There was little opportunity to escape the carnage this year. Investors have nearly $10 trillion in U.S. mutual funds, which own about a quarter of the shares of U.S. companies. With rare exception, investors have significantly less money on account now than at the beginning of the year.
You would expect the newsletters we receive from our fund managers to go into some detail about what’s gone wrong and what plans they have to keep our remaining money safe…and maybe even how they intend to earn some of it back.
According to a recent item on Yahoo News, you would be wrong.

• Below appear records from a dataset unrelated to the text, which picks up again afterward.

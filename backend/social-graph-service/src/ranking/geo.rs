/// Great-circle distance helpers
pub const EARTH_RADIUS_KM: f64 = 6371.0;
pub const EARTH_RADIUS_MI: f64 = 3958.8;
pub const KM_TO_MI: f64 = 0.621371;
pub const MI_TO_KM: f64 = 1.60934;

#[derive(Debug, Clone, Copy, PartialEq, Eq)]
pub enum DistanceUnit {
    Kilometers,
    Miles,
}

impl DistanceUnit {
    fn earth_radius(&self) -> f64 {
        match self {
            DistanceUnit::Kilometers => EARTH_RADIUS_KM,
            DistanceUnit::Miles => EARTH_RADIUS_MI,
        }
    }
}

/// Haversine distance between two `(lat, lon)` points given in degrees
pub fn haversine(from: (f64, f64), to: (f64, f64), unit: DistanceUnit) -> f64 {
    let (lat1, lon1) = (from.0.to_radians(), from.1.to_radians());
    let (lat2, lon2) = (to.0.to_radians(), to.1.to_radians());

    let dlat = lat2 - lat1;
    let dlon = lon2 - lon1;

    let a = (dlat / 2.0).sin().powi(2) + lat1.cos() * lat2.cos() * (dlon / 2.0).sin().powi(2);
    let c = 2.0 * a.sqrt().atan2((1.0 - a).sqrt());

    unit.earth_radius() * c
}

/// Distance when both sides have a location, `None` otherwise
pub fn distance_between(
    from: Option<(f64, f64)>,
    to: Option<(f64, f64)>,
    unit: DistanceUnit,
) -> Option<f64> {
    match (from, to) {
        (Some(a), Some(b)) => Some(haversine(a, b, unit)),
        _ => None,
    }
}

/// 1 at zero distance falling linearly to 0 at `max_distance`; beyond it 0
pub fn location_score(distance: f64, max_distance: f64) -> f64 {
    if max_distance <= 0.0 || distance > max_distance {
        return 0.0;
    }
    (1.0 - distance / max_distance).clamp(0.0, 1.0)
}

pub fn km_to_miles(km: f64) -> f64 {
    km * KM_TO_MI
}

pub fn miles_to_km(miles: f64) -> f64 {
    miles * MI_TO_KM
}

#[cfg(test)]
mod tests {
    use super::*;

    const NEW_YORK: (f64, f64) = (40.7128, -74.0060);
    const LOS_ANGELES: (f64, f64) = (34.0522, -118.2437);

    #[test]
    fn test_haversine_known_distance() {
        let km = haversine(NEW_YORK, LOS_ANGELES, DistanceUnit::Kilometers);
        assert!((km - 3935.7).abs() < 5.0, "got {}", km);

        let mi = haversine(NEW_YORK, LOS_ANGELES, DistanceUnit::Miles);
        assert!((mi - 2445.6).abs() < 5.0, "got {}", mi);
    }

    #[test]
    fn test_haversine_same_point_is_zero() {
        assert_eq!(haversine(NEW_YORK, NEW_YORK, DistanceUnit::Miles), 0.0);
    }

    #[test]
    fn test_haversine_is_symmetric() {
        let a = haversine(NEW_YORK, LOS_ANGELES, DistanceUnit::Miles);
        let b = haversine(LOS_ANGELES, NEW_YORK, DistanceUnit::Miles);
        assert!((a - b).abs() < 1e-9);
    }

    #[test]
    fn test_distance_between_requires_both() {
        assert!(distance_between(Some(NEW_YORK), None, DistanceUnit::Miles).is_none());
        assert!(distance_between(None, None, DistanceUnit::Miles).is_none());
        assert!(distance_between(Some(NEW_YORK), Some(LOS_ANGELES), DistanceUnit::Miles).is_some());
    }

    #[test]
    fn test_location_score() {
        assert_eq!(location_score(0.0, 50.0), 1.0);
        assert!((location_score(25.0, 50.0) - 0.5).abs() < 1e-9);
        assert_eq!(location_score(50.0, 50.0), 0.0);
        assert_eq!(location_score(51.0, 50.0), 0.0);
        assert_eq!(location_score(1.0, 0.0), 0.0);
    }

    #[test]
    fn test_unit_conversions() {
        assert!((km_to_miles(1.0) - 0.621371).abs() < 1e-9);
        assert!((miles_to_km(1.0) - 1.60934).abs() < 1e-9);
        assert!((km_to_miles(miles_to_km(10.0)) - 10.0).abs() < 1e-3);
    }
}
use crate::db::{self, GraphClient};
use crate::domain::edge::{Follow, FollowOutcome, FollowRequest};
use crate::domain::notification::NotificationType;
use crate::domain::user::User;
use crate::domain::Pagination;
use crate::error::{AppError, Result};
use crate::services::notification::NotificationService;
use crate::services::ensure_unblocked;
use neo4rs::query;
use serde::Deserialize;
use tracing::{debug, info};
use uuid::Uuid;

#[derive(Debug, Deserialize)]
struct FollowStatus {
    is_private: bool,
    following: bool,
    requested: bool,
}

#[derive(Clone)]
pub struct FollowService {
    graph: GraphClient,
    notifications: NotificationService,
}

impl FollowService {
    pub fn new(graph: GraphClient, notifications: NotificationService) -> Self {
        Self {
            graph,
            notifications,
        }
    }

    /// Follow a public user directly or file a request towards a private one
    pub async fn follow_user(&self, follower_id: Uuid, target_id: Uuid) -> Result<FollowOutcome> {
        if follower_id == target_id {
            return Err(AppError::bad_request("Users cannot follow themselves"));
        }
        ensure_unblocked(&self.graph, follower_id, target_id, "follow").await?;

        let status: FollowStatus = self
            .graph
            .fetch_one(
                query(
                    "MATCH (a:User {user_id: $follower_id}), (b:User {user_id: $target_id})
                     RETURN {
                        is_private: coalesce(b.is_private, false),
                        following: EXISTS { (a)-[:FOLLOWS]->(b) },
                        requested: EXISTS { (a)-[:REQUESTED_TO_FOLLOW]->(b) }
                     } AS status",
                )
                .param("follower_id", follower_id.to_string())
                .param("target_id", target_id.to_string()),
                "status",
                "User not found",
            )
            .await?;

        if status.following {
            return Err(AppError::bad_request("Already following this user"));
        }
        if status.requested {
            return Err(AppError::bad_request("Follow request already pending"));
        }

        if status.is_private {
            let created = self
                .graph
                .fetch_optional::<bool>(
                    query(
                        "MATCH (a:User {user_id: $follower_id}), (b:User {user_id: $target_id})
                         WHERE NOT EXISTS { (a)-[:REQUESTED_TO_FOLLOW]->(b) }
                           AND NOT EXISTS { (a)-[:BLOCKS]-(b) }
                         CREATE (a)-[:REQUESTED_TO_FOLLOW {status: 'PENDING', created_at: $now}]->(b)
                         RETURN true AS created",
                    )
                    .param("follower_id", follower_id.to_string())
                    .param("target_id", target_id.to_string())
                    .param("now", db::now()),
                    "created",
                )
                .await?;
            if created.is_none() {
                return Err(AppError::bad_request("Follow request already pending"));
            }

            debug!(%follower_id, %target_id, "Follow request created");
            self.notifications
                .notify(
                    NotificationType::FollowRequestCreated,
                    follower_id,
                    target_id,
                    follower_id,
                )
                .await;

            return Ok(FollowOutcome {
                success: true,
                is_direct_follow: false,
            });
        }

        let created = self
            .graph
            .fetch_optional::<bool>(
                query(
                    "MATCH (a:User {user_id: $follower_id}), (b:User {user_id: $target_id})
                     WHERE NOT EXISTS { (a)-[:FOLLOWS]->(b) }
                       AND NOT EXISTS { (a)-[:BLOCKS]-(b) }
                     CREATE (a)-[:FOLLOWS {created_at: $now}]->(b)
                     SET a.following_count = coalesce(a.following_count, 0) + 1,
                         b.follower_count = coalesce(b.follower_count, 0) + 1
                     RETURN true AS created",
                )
                .param("follower_id", follower_id.to_string())
                .param("target_id", target_id.to_string())
                .param("now", db::now()),
                "created",
            )
            .await?;
        if created.is_none() {
            return Err(AppError::bad_request("Already following this user"));
        }

        info!(%follower_id, %target_id, "User followed");
        Ok(FollowOutcome {
            success: true,
            is_direct_follow: true,
        })
    }

    pub async fn accept_follow_request(&self, target_id: Uuid, requester_id: Uuid) -> Result<Follow> {
        let follow = self
            .graph
            .fetch_optional::<Follow>(
                query(
                    "MATCH (req:User {user_id: $requester_id})-[r:REQUESTED_TO_FOLLOW]->(t:User {user_id: $target_id})
                     WHERE r.status = 'PENDING'
                     DELETE r
                     MERGE (req)-[f:FOLLOWS]->(t)
                     ON CREATE SET
                        f.created_at = $now,
                        f.request_accepted_at = $now,
                        req.following_count = coalesce(req.following_count, 0) + 1,
                        t.follower_count = coalesce(t.follower_count, 0) + 1
                     RETURN f {.*, follower_id: req.user_id, following_id: t.user_id} AS follow",
                )
                .param("requester_id", requester_id.to_string())
                .param("target_id", target_id.to_string())
                .param("now", db::now()),
                "follow",
            )
            .await?
            .ok_or_else(|| AppError::not_found("Follow request not found or already processed"))?;

        info!(%requester_id, %target_id, "Follow request accepted");
        self.notifications
            .notify(
                NotificationType::FollowRequestAccepted,
                target_id,
                requester_id,
                target_id,
            )
            .await;
        Ok(follow)
    }

    pub async fn deny_follow_request(&self, target_id: Uuid, requester_id: Uuid) -> Result<()> {
        let removed: i64 = self
            .graph
            .fetch_one(
                query(
                    "OPTIONAL MATCH (:User {user_id: $requester_id})-[r:REQUESTED_TO_FOLLOW]->(:User {user_id: $target_id})
                     WHERE r.status = 'PENDING'
                     DELETE r
                     RETURN count(r) AS removed",
                )
                .param("requester_id", requester_id.to_string())
                .param("target_id", target_id.to_string()),
                "removed",
                "Follow request",
            )
            .await?;
        if removed == 0 {
            return Err(AppError::not_found(
                "Follow request not found or already processed",
            ));
        }
        debug!(%requester_id, %target_id, "Follow request denied");
        Ok(())
    }

    pub async fn unfollow_user(&self, follower_id: Uuid, target_id: Uuid) -> Result<()> {
        let removed: i64 = self
            .graph
            .fetch_one(
                query(
                    "OPTIONAL MATCH (a:User {user_id: $follower_id})-[r:FOLLOWS]->(b:User {user_id: $target_id})
                     DELETE r
                     FOREACH (_ IN CASE WHEN r IS NULL THEN [] ELSE [1] END |
                        SET a.following_count = CASE WHEN coalesce(a.following_count, 0) > 0
                                                     THEN a.following_count - 1 ELSE 0 END,
                            b.follower_count = CASE WHEN coalesce(b.follower_count, 0) > 0
                                                    THEN b.follower_count - 1 ELSE 0 END
                     )
                     RETURN count(r) AS removed",
                )
                .param("follower_id", follower_id.to_string())
                .param("target_id", target_id.to_string()),
                "removed",
                "Follow relationship",
            )
            .await?;
        if removed == 0 {
            return Err(AppError::not_found("Follow relationship not found"));
        }
        info!(%follower_id, %target_id, "User unfollowed");
        Ok(())
    }

    pub async fn get_followers(&self, user_id: Uuid, page: Pagination) -> Result<Vec<User>> {
        self.list_users(
            "MATCH (other:User)-[:FOLLOWS]->(:User {user_id: $user_id})",
            user_id,
            page,
        )
        .await
    }

    pub async fn get_following(&self, user_id: Uuid, page: Pagination) -> Result<Vec<User>> {
        self.list_users(
            "MATCH (:User {user_id: $user_id})-[:FOLLOWS]->(other:User)",
            user_id,
            page,
        )
        .await
    }

    /// Users that follow `user_id` and are followed back
    pub async fn get_mutual_followers(&self, user_id: Uuid, page: Pagination) -> Result<Vec<User>> {
        self.list_users(
            "MATCH (u:User {user_id: $user_id})-[:FOLLOWS]->(other:User)-[:FOLLOWS]->(u)",
            user_id,
            page,
        )
        .await
    }

    async fn list_users(&self, pattern: &str, user_id: Uuid, page: Pagination) -> Result<Vec<User>> {
        let cypher = format!(
            "{pattern}
             RETURN DISTINCT other {{.*}} AS user, other.username AS username
             ORDER BY username ASC
             SKIP $offset LIMIT $limit"
        );
        self.graph
            .fetch_all(
                query(&cypher)
                    .param("user_id", user_id.to_string())
                    .param("offset", page.offset)
                    .param("limit", page.limit),
                "user",
            )
            .await
    }

    /// Pending requests addressed to `user_id`, newest first
    pub async fn get_pending_requests(
        &self,
        user_id: Uuid,
        page: Pagination,
    ) -> Result<Vec<FollowRequest>> {
        self.graph
            .fetch_all(
                query(
                    "MATCH (req:User)-[r:REQUESTED_TO_FOLLOW]->(u:User {user_id: $user_id})
                     WHERE r.status = 'PENDING'
                     RETURN r {.*, requester_id: req.user_id, target_id: u.user_id} AS request
                     ORDER BY r.created_at DESC, req.user_id ASC
                     SKIP $offset LIMIT $limit",
                )
                .param("user_id", user_id.to_string())
                .param("offset", page.offset)
                .param("limit", page.limit),
                "request",
            )
            .await
    }
}
use crate::app_state::AppState;
use actix_web::{web, HttpResponse, Responder};
use serde::Serialize;
use tracing::warn;

#[derive(Debug, Serialize)]
struct HealthResponse {
    success: bool,
    neo4j: bool,
}

/// Liveness plus graph connectivity; always 200 so the body carries the detail
pub async fn health_check(state: web::Data<AppState>) -> impl Responder {
    let neo4j = match state.graph.health_check().await {
        Ok(healthy) => healthy,
        Err(e) => {
            warn!(error = %e, "Neo4j health check failed");
            false
        }
    };

    HttpResponse::Ok().json(HealthResponse {
        success: true,
        neo4j,
    })
}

Most funds are acting as if the events of 2007/2008 are the normal ups and downs of the market. The article notes that no funds have gone negative on the financial services companies that got us into this mess - no bad write-ups in their customer newsletters and certainly no use of voting power to introduce needed corporate-governance reforms.
I receive newsletters from six fund companies. Over the past year, five of them have done nothing more than advise “stay the course,” and upsell and cross-sell as if I had the desire to throw good money after bad.
But the sixth newsletter has forever marched to its own beat. Baron Funds has only seven mutual funds. Yet each quarter I get ten times the information and analysis and reassurance than from the other five combined.
Baron’s newsletter isn’t written by professional copywriters nor outsourced nor delivered on glossy paper. It is written by Ron Baron and his fund managers. It goes into detail about the companies in each fund - how it makes money, why Baron has invested, and the medium to long-term outlook.
Stories, history, cornball jokes, and completely made up rules of punctuation, grammar and syntax. Therein lies its beauty. You feel like a part of the family.
If you want to know what Ron Baron thinks about what’s gone wrong this year, you can read it yourself. Unlike other fund companies who have dodged it, Baron pre-empted his third-quarter newsletter with the transcript of his speech at Baron’s annual investors conference. It is available at baronfunds.com. You don’t even have to be a customer to get access to it.
Sounds like a throwback to a distant time, no? Sometimes that’s the best kind of marketing there is.